The first part of this guide focuses on defining the source of the data for our connector (using plaintext data format to keep things simple). The second part explains additional configuration that can (or needs to) be defined for all simple data formats. In particular we show the input connectors (pw.io.fs.read) reading data in:

The output connectors (pw.io.fs.write) write data in:

File system connectors work both in streaming and static modes. Be careful as the use of connectors differs depending on the chosen mode: see the differences. For simplicity, all the examples below are in the "static" mode but can easily be changed to "streaming" mode by changing the mode parameter.

Location of files and filter.

The code snippets below prepares the basic file structure that is used in the later part of this article. To keep tings simple, all examples work with data of type str, to see more on schemas and types in other places.

! mkdir -p plain_input
! mkdir -p plain_output
! echo -e "test1\ndata1" > plain_input/in1.txt
! echo -e "test2\ndata2" > plain_input/in2.txt

Specify the input and output with `path` and `filename`.

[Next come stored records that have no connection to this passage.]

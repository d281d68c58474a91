//! Game configuration.
//!
//! `GameConfig` bundles the card catalog with every timing constant the
//! session and search layers schedule against. It defaults to the classic
//! six-face board and can be loaded from JSON, with durations written as
//! whole milliseconds:
//!
//! ```
//! use memory_match::core::GameConfig;
//!
//! let config = GameConfig::from_json(r#"{ "resolution_delay": 500 }"#).unwrap();
//! assert_eq!(config.resolution_delay.as_millis(), 500);
//! assert_eq!(config.faces.len(), 6);
//! ```

use std::time::Duration;

use serde::{Deserialize, Serialize};

use super::error::Result;
use crate::cards::{CardFace, FaceValue};

/// Session and search timing plus the card catalog.
#[derive(Clone, Debug, PartialEq, Serialize, Deserialize)]
#[serde(default)]
pub struct GameConfig {
    /// Faces dealt into the deck, each twice.
    pub faces: Vec<CardFace>,

    /// Pause after the second card of a pair is revealed before the pair
    /// is either kept face-up or flipped back.
    #[serde(with = "millis")]
    pub resolution_delay: Duration,

    /// How long the "+N coins" banner stays up after a match.
    #[serde(with = "millis")]
    pub reward_banner_duration: Duration,

    /// Quiet window for debounced search input.
    #[serde(with = "millis")]
    pub debounce_window: Duration,

    /// Simulated lookup time before search results are published.
    #[serde(with = "millis")]
    pub search_latency: Duration,
}

impl Default for GameConfig {
    fn default() -> Self {
        Self {
            faces: classic_faces(),
            resolution_delay: Duration::from_millis(1000),
            reward_banner_duration: Duration::from_millis(1500),
            debounce_window: Duration::from_millis(300),
            search_latency: Duration::from_millis(300),
        }
    }
}

impl GameConfig {
    /// Replace the card catalog.
    #[must_use]
    pub fn with_faces(mut self, faces: Vec<CardFace>) -> Self {
        self.faces = faces;
        self
    }

    /// Set the resolution delay.
    #[must_use]
    pub fn with_resolution_delay(mut self, delay: Duration) -> Self {
        self.resolution_delay = delay;
        self
    }

    /// Set how long the reward banner is shown.
    #[must_use]
    pub fn with_reward_banner_duration(mut self, duration: Duration) -> Self {
        self.reward_banner_duration = duration;
        self
    }

    /// Set the debounce quiet window.
    #[must_use]
    pub fn with_debounce_window(mut self, window: Duration) -> Self {
        self.debounce_window = window;
        self
    }

    /// Set the simulated search latency.
    #[must_use]
    pub fn with_search_latency(mut self, latency: Duration) -> Self {
        self.search_latency = latency;
        self
    }

    /// Look up a catalog face by value.
    #[must_use]
    pub fn face(&self, value: FaceValue) -> Option<&CardFace> {
        self.faces.iter().find(|f| f.value == value)
    }

    /// Parse a config from JSON. Missing fields take their defaults.
    pub fn from_json(json: &str) -> Result<Self> {
        Ok(serde_json::from_str(json)?)
    }

    /// Serialize to pretty JSON.
    pub fn to_json(&self) -> Result<String> {
        Ok(serde_json::to_string_pretty(self)?)
    }
}

/// The six-face board: `A`..`F` worth 5 to 30 coins.
#[must_use]
pub fn classic_faces() -> Vec<CardFace> {
    ('A'..='F')
        .zip(1u32..)
        .map(|(symbol, n)| CardFace::new(FaceValue::new(symbol), format!("g{n}.svg"), n * 5))
        .collect()
}

mod millis {
    use std::time::Duration;

    use serde::ser::Error;
    use serde::{Deserialize, Deserializer, Serializer};

    pub fn serialize<S: Serializer>(value: &Duration, serializer: S) -> Result<S::Ok, S::Error> {
        let millis = u64::try_from(value.as_millis())
            .map_err(|_| S::Error::custom(format!("{value:?} does not fit in u64 milliseconds")))?;
        serializer.serialize_u64(millis)
    }

    pub fn deserialize<'de, D: Deserializer<'de>>(deserializer: D) -> Result<Duration, D::Error> {
        u64::deserialize(deserializer).map(Duration::from_millis)
    }
}
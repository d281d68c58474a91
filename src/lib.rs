//! # memory-match
//!
//! A headless memory-match game engine for a desktop-style UI.
//!
//! ## Design Principles
//!
//! 1. **Deterministic**: Randomness is injected through `RandomSource` and
//!    time only advances when the caller says so. Every deal and every
//!    delay can be reproduced in a test.
//!
//! 2. **Timers are events**: Resolution delays, reward banners, debounce
//!    windows and search latency are entries on a virtual-clock
//!    `Scheduler` with cancellation tokens.
//!
//! 3. **No errors at play time**: Invalid clicks are ignored. Only deck
//!    construction, configuration and storage can fail.
//!
//! ## Modules
//!
//! - `core`: RNG, configuration, errors
//! - `cards`: Faces, cards and decks
//! - `game`: Game state and flip/match rules
//! - `schedule`: Virtual-clock timer queue
//! - `session`: The UI-facing game window
//! - `debounce`: Timer-reset debounce
//! - `search`: Debounced mock place search
//! - `prefs`: UI preferences and their stores

pub mod core;
pub mod cards;
pub mod game;
pub mod schedule;
pub mod session;
pub mod debounce;
pub mod search;
pub mod prefs;

#[cfg(feature = "python")]
pub mod python;

// Re-export commonly used types
pub use crate::core::{
    GameConfig, GameRng, MatchError, RandomSource, Result, ScriptedSource,
};

pub use crate::cards::{Card, CardFace, CardId, Deck, FaceValue};

pub use crate::game::{FlipOutcome, GameState, MemoryGame, Phase};

pub use crate::schedule::{Fired, Scheduler, TimerId};

pub use crate::session::{GameSession, SessionEvent, SessionSummary};

pub use crate::debounce::{Debounced, Debouncer};

pub use crate::search::{PlaceKind, PlaceSearch, RecentSearches, SearchResult};

pub use crate::prefs::{JsonFileStore, MemoryStore, Position, PreferenceStore, Preferences};
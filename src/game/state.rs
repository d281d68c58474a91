//! Game state for one memory-match round.
//!
//! ## GameState
//!
//! - The shuffled deck (order fixed for the whole round)
//! - Positions currently face-up awaiting resolution (at most two)
//! - Ids of matched cards
//! - Move and coin counters
//!
//! The phase is derived from these fields rather than stored, so it can
//! never disagree with them.

use im::HashSet as ImHashSet;
use rustc_hash::FxHashMap;
use serde::{Deserialize, Serialize};
use smallvec::SmallVec;

use crate::cards::{Card, CardId, Deck, FaceValue};
use crate::core::error::{MatchError, Result};

/// Where the round stands.
#[derive(Clone, Copy, Debug, PartialEq, Eq, Hash, Serialize, Deserialize)]
pub enum Phase {
    /// Zero or one card revealed, waiting for a click.
    Idle,
    /// Two cards revealed, waiting for the resolution delay to elapse.
    Resolving,
    /// Every card has been matched.
    Complete,
}

/// Complete state of a round.
///
/// Uses `im` persistent collections, so snapshots via `clone` are O(1).
#[derive(Clone, Debug, PartialEq, Eq, Serialize, Deserialize)]
pub struct GameState {
    /// Shuffled deck.
    pub deck: Deck,

    /// Board positions face-up pending resolution, in click order.
    pub revealed: SmallVec<[usize; 2]>,

    /// Cards permanently face-up.
    pub matched: ImHashSet<CardId>,

    /// One per accepted flip.
    pub move_count: u32,

    /// Coins earned so far.
    pub total_reward: u64,
}

impl GameState {
    /// Fresh state over an already shuffled deck.
    #[must_use]
    pub fn new(deck: Deck) -> Self {
        Self {
            deck,
            revealed: SmallVec::new(),
            matched: ImHashSet::new(),
            move_count: 0,
            total_reward: 0,
        }
    }

    /// Current phase.
    #[must_use]
    pub fn phase(&self) -> Phase {
        if self.is_complete() {
            Phase::Complete
        } else if self.revealed.len() == 2 {
            Phase::Resolving
        } else {
            Phase::Idle
        }
    }

    /// Whether every card has been matched.
    #[must_use]
    pub fn is_complete(&self) -> bool {
        !self.deck.is_empty() && self.matched.len() == self.deck.len()
    }

    /// Card at a board position.
    #[must_use]
    pub fn card(&self, position: usize) -> Option<&Card> {
        self.deck.get(position)
    }

    /// Whether the card at `position` is revealed and awaiting resolution.
    #[must_use]
    pub fn is_revealed(&self, position: usize) -> bool {
        self.revealed.contains(&position)
    }

    /// Whether the card at `position` has been matched.
    #[must_use]
    pub fn is_matched(&self, position: usize) -> bool {
        self.card(position)
            .is_some_and(|card| self.matched.contains(&card.id))
    }

    /// Whether the UI should draw the card at `position` face-up.
    #[must_use]
    pub fn is_face_up(&self, position: usize) -> bool {
        self.is_revealed(position) || self.is_matched(position)
    }

    /// Pairs found so far.
    #[must_use]
    pub fn matched_pairs(&self) -> usize {
        self.matched.len() / 2
    }

    /// Pairs on the board.
    #[must_use]
    pub fn total_pairs(&self) -> usize {
        self.deck.pair_count()
    }

    /// Encode the state with bincode.
    pub fn snapshot(&self) -> Result<Vec<u8>> {
        Ok(bincode::serialize(self)?)
    }

    /// Decode a snapshot, re-checking every state invariant.
    pub fn restore(bytes: &[u8]) -> Result<Self> {
        let state: Self = bincode::deserialize(bytes)?;
        state.validate()?;
        Ok(state)
    }

    /// Check that the state is one play could have reached.
    ///
    /// - The deck is valid
    /// - Matched ids belong to the deck and cover whole pairs
    /// - At most two positions are revealed, distinct and in range
    /// - A lone revealed card is unmatched; a revealed pair is either
    ///   unmatched or the pair that was just matched
    pub fn validate(&self) -> Result<()> {
        self.deck.validate()?;

        let faces: FxHashMap<CardId, FaceValue> =
            self.deck.iter().map(|card| (card.id, card.face)).collect();
        let mut matched_per_face: FxHashMap<FaceValue, usize> = FxHashMap::default();
        for id in &self.matched {
            let face = faces
                .get(id)
                .ok_or_else(|| invalid(format!("matched {id} is not in the deck")))?;
            *matched_per_face.entry(*face).or_insert(0) += 1;
        }
        if let Some((face, _)) = matched_per_face.iter().find(|(_, &count)| count != 2) {
            return Err(invalid(format!("face {face} is only half matched")));
        }

        if self.revealed.len() > 2 {
            return Err(invalid(format!("{} cards revealed", self.revealed.len())));
        }
        for (i, &position) in self.revealed.iter().enumerate() {
            if position >= self.deck.len() {
                return Err(invalid(format!("revealed position {position} is off the board")));
            }
            if self.revealed[..i].contains(&position) {
                return Err(invalid(format!("position {position} revealed twice")));
            }
        }

        match self.revealed.as_slice() {
            &[position] if self.is_matched(position) => Err(invalid(format!(
                "revealed position {position} is already matched"
            ))),
            &[first, second] if self.is_matched(first) != self.is_matched(second) => Err(
                invalid(format!("revealed pair {first}, {second} is partly matched")),
            ),
            &[first, second]
                if self.is_matched(first)
                    && self.card(first).map(|c| c.face) != self.card(second).map(|c| c.face) =>
            {
                Err(invalid(format!(
                    "revealed pair {first}, {second} is matched but faces differ"
                )))
            }
            _ => Ok(()),
        }
    }
}

fn invalid(reason: String) -> MatchError {
    MatchError::InvalidState(reason)
}
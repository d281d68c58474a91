//! Core building blocks: randomness, configuration, errors.

pub mod config;
pub mod error;
pub mod rng;

pub use config::{classic_faces, GameConfig};
pub use error::{MatchError, Result};
pub use rng::{GameRng, RandomSource, ScriptedSource};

Below, you can find the simplest examples of input (pw.io.fs.read) and output (pw.io.fs.write) connectors. Both examples use plaintext as the input format (more on that later). The path parameter can point either to a directory or a particular file. If it point so a directory, it reads all files that are inside. Otherwise it reads only the file that is specified (and as such it makes sense only in the static mode).

%%capture
import pathway as pw
test1 = pw.io.fs.read(path = "./plain_input/", format = "plaintext", mode="static")
pw.io.fs.write(test1, filename="./plain_output/out1.txt", format="json")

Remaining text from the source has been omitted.